Metamorpho (Rex Mason) is a superhero appearing in American comic books published by DC Comics. He was created in 1965 by writer Bob Haney and artist Ramona Fradon.

Metamorpho is a founding member of the Outsiders, and has also joined multiple incarnations of the Justice League. The character has been moderately popular since his introduction in 1965. Originally adventurer Rex Mason, he is converted into a man made of a shifting mass of chemicals after being cursed by an ancient artifact that he has retrieved.

Publication history
Metamorpho's creator, Bob Haney, had seen success with DC Comics in 1964 with the titles Metal Men and Doom Patrol, featuring bands of superheroes exhibiting fantastic powers. Under the editorial management of George Kashdan, Haney was asked to capitalize on these titles' popularity with a similar character. Metamorpho, the Element Man, debuted in The Brave and the Bold #57 (January 1965).

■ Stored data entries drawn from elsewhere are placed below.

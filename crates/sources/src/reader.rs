use std::borrow::Cow;
use std::fs;
use std::path::Path;

use calamine::{open_workbook_auto, Data, Reader};
use csv::ReaderBuilder;
use encoding_rs::EUC_KR;
use glosscheck_core::Table;

use crate::error::SourceError;
use crate::export::HELPER_PREFIX;

const WORKBOOK_EXTENSIONS: [&str; 4] = ["xlsx", "xlsm", "xls", "ods"];
const UTF8_BOM: &[u8] = b"\xEF\xBB\xBF";

/// 以 UTF-8（可含 BOM）解碼，失敗時改用 CP949。 / Decodes UTF-8 (BOM optional), falling back to CP949.
pub(crate) fn decode_text(path: &Path, bytes: &[u8]) -> Result<String, SourceError> {
    let bytes = bytes.strip_prefix(UTF8_BOM).unwrap_or(bytes);
    if let Ok(text) = std::str::from_utf8(bytes) {
        return Ok(text.to_owned());
    }

    let (cow, had_errors) = EUC_KR.decode_without_bom_handling(bytes);
    if had_errors {
        return Err(SourceError::Decode {
            path: path.to_path_buf(),
        });
    }
    log::debug!("{} decoded as CP949", path.display());
    Ok(match cow {
        Cow::Borrowed(slice) => slice.to_owned(),
        Cow::Owned(string) => string,
    })
}

pub(crate) fn read_bytes(path: &Path) -> Result<Vec<u8>, SourceError> {
    fs::read(path).map_err(|source| SourceError::Read {
        path: path.to_path_buf(),
        source,
    })
}

fn has_extension(path: &Path, wanted: &str) -> bool {
    path.extension()
        .and_then(|ext| ext.to_str())
        .map_or(false, |ext| ext.eq_ignore_ascii_case(wanted))
}

/// 讀取字典表格：`.csv` 以逗號分隔，其餘以 Tab 分隔。 / Reads a dictionary table from disk.
///
/// `.csv` files are comma separated, workbooks (`.xlsx`, `.xlsm`, `.xls`, `.ods`) are
/// read from their first sheet, and every other extension is read as TSV. The first
/// record is the header row and short rows are padded with blanks. An empty file
/// yields an empty table.
pub fn read_table(path: impl AsRef<Path>) -> Result<Table, SourceError> {
    let path = path.as_ref();
    if WORKBOOK_EXTENSIONS
        .iter()
        .any(|extension| has_extension(path, extension))
    {
        return read_workbook(path);
    }
    let delimiter = if has_extension(path, "csv") { b',' } else { b'\t' };
    let text = decode_text(path, &read_bytes(path)?)?;
    parse_table(path, &text, delimiter)
}

fn cell_text(cell: &Data) -> String {
    match cell {
        Data::Empty => String::new(),
        Data::String(text) => text.clone(),
        other => other.to_string(),
    }
}

/// 讀取活頁簿的第一個工作表；略過匯出時加入的隱藏輔助欄。 / Reads the first sheet of a workbook.
///
/// Every cell becomes text and blanks become `""`. Hidden `__NORM_*` helper columns
/// written by the compare export are dropped so a workbook export diffs cleanly
/// against its CSV twin.
fn read_workbook(path: &Path) -> Result<Table, SourceError> {
    let workbook_error = |source| SourceError::Workbook {
        path: path.to_path_buf(),
        source,
    };
    let mut workbook = open_workbook_auto(path).map_err(workbook_error)?;
    let range = match workbook.worksheet_range_at(0) {
        Some(range) => range.map_err(workbook_error)?,
        None => return Ok(Table::default()),
    };

    let mut rows = range.rows();
    let Some(header_row) = rows.next() else {
        return Ok(Table::default());
    };
    let kept: Vec<usize> = header_row
        .iter()
        .enumerate()
        .filter(|(_, cell)| !cell_text(cell).starts_with(HELPER_PREFIX))
        .map(|(index, _)| index)
        .collect();
    let pick = |row: &[Data]| -> Vec<String> {
        kept.iter()
            .map(|index| row.get(*index).map(cell_text).unwrap_or_default())
            .collect()
    };

    let mut table = Table::new(pick(header_row));
    for row in rows {
        table.push_row(pick(row));
    }
    log::debug!("read {} rows from workbook {}", table.len(), path.display());
    Ok(table)
}

pub(crate) fn parse_table(path: &Path, text: &str, delimiter: u8) -> Result<Table, SourceError> {
    let mut reader = ReaderBuilder::new()
        .delimiter(delimiter)
        .has_headers(false)
        .flexible(true)
        .from_reader(text.as_bytes());

    let mut records = reader.records();
    let headers: Vec<String> = match records.next() {
        Some(record) => {
            let record = record.map_err(|source| SourceError::Csv {
                path: path.to_path_buf(),
                source,
            })?;
            record.iter().map(str::to_string).collect()
        }
        None => return Ok(Table::default()),
    };

    let mut table = Table::new(headers);
    let width = table.headers().len();
    for record in records {
        let record = record.map_err(|source| SourceError::Csv {
            path: path.to_path_buf(),
            source,
        })?;
        let mut row: Vec<String> = record.iter().map(str::to_string).collect();
        if row.len() < width {
            row.resize(width, String::new());
        }
        table.push_row(row);
    }
    log::debug!("read {} rows from {}", table.len(), path.display());
    Ok(table)
}
#![allow(dead_code)]

use std::error::Error;
use std::fs;
use std::path::{Path, PathBuf};

use assert_cmd::Command;

pub const DICTIONARY_TSV: &str =
    "Main Module\tEnlish\tKorean\tRussian\nVehicle\tCar\t자동차, 차\tмашина\n";

/// Command with config, home and storage isolated under `root`.
pub fn cli(root: &Path) -> Result<Command, Box<dyn Error>> {
    let mut cmd = Command::cargo_bin("glosscheck-cli")?;
    cmd.current_dir(root)
        .env("GLOSSCHECK_CONFIG", root.join("config.json"))
        .env("HOME", root)
        .env_remove("USERPROFILE")
        .env_remove("GLOSSCHECK_STORAGE_DIR")
        .env("RUST_LOG", "warn");
    Ok(cmd)
}

/// Writes the dictionary plus ko/ru language files; en.json is left out.
pub fn write_inputs(root: &Path) -> Result<Inputs, Box<dyn Error>> {
    let inputs = Inputs {
        dictionary: root.join("dictionary.tsv"),
        ko: root.join("ko.json"),
        ru: root.join("ru.json"),
    };
    fs::write(&inputs.dictionary, DICTIONARY_TSV)?;
    fs::write(&inputs.ko, r#"{"Car": "차"}"#)?;
    fs::write(&inputs.ru, r#"{"Car": "авто"}"#)?;
    Ok(inputs)
}

pub struct Inputs {
    pub dictionary: PathBuf,
    pub ko: PathBuf,
    pub ru: PathBuf,
}

pub fn path_arg(path: &Path) -> &str {
    path.to_str().expect("utf-8 path")
}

As first conceived, Metamorpho was a parody of the fantastic characters that populated comic books in the 1960s. Artist Ramona Fradon was coaxed out of maternity retirement to illustrate Metamorpho's first appearances. The popularity of Metamorpho's appearances in The Brave and the Bold led to a 17-issue ongoing series between 1965 and 1968. Metamorpho also appeared during this time in two issues of Justice League of America (#42 and #44) and became the second superhero to decline an invitation to join that organization (Adam Strange being the first), though he did become a reservist, eventually being called in during a Justice League/Justice Society crossover to help find and rescue the Seven Soldiers of Victory.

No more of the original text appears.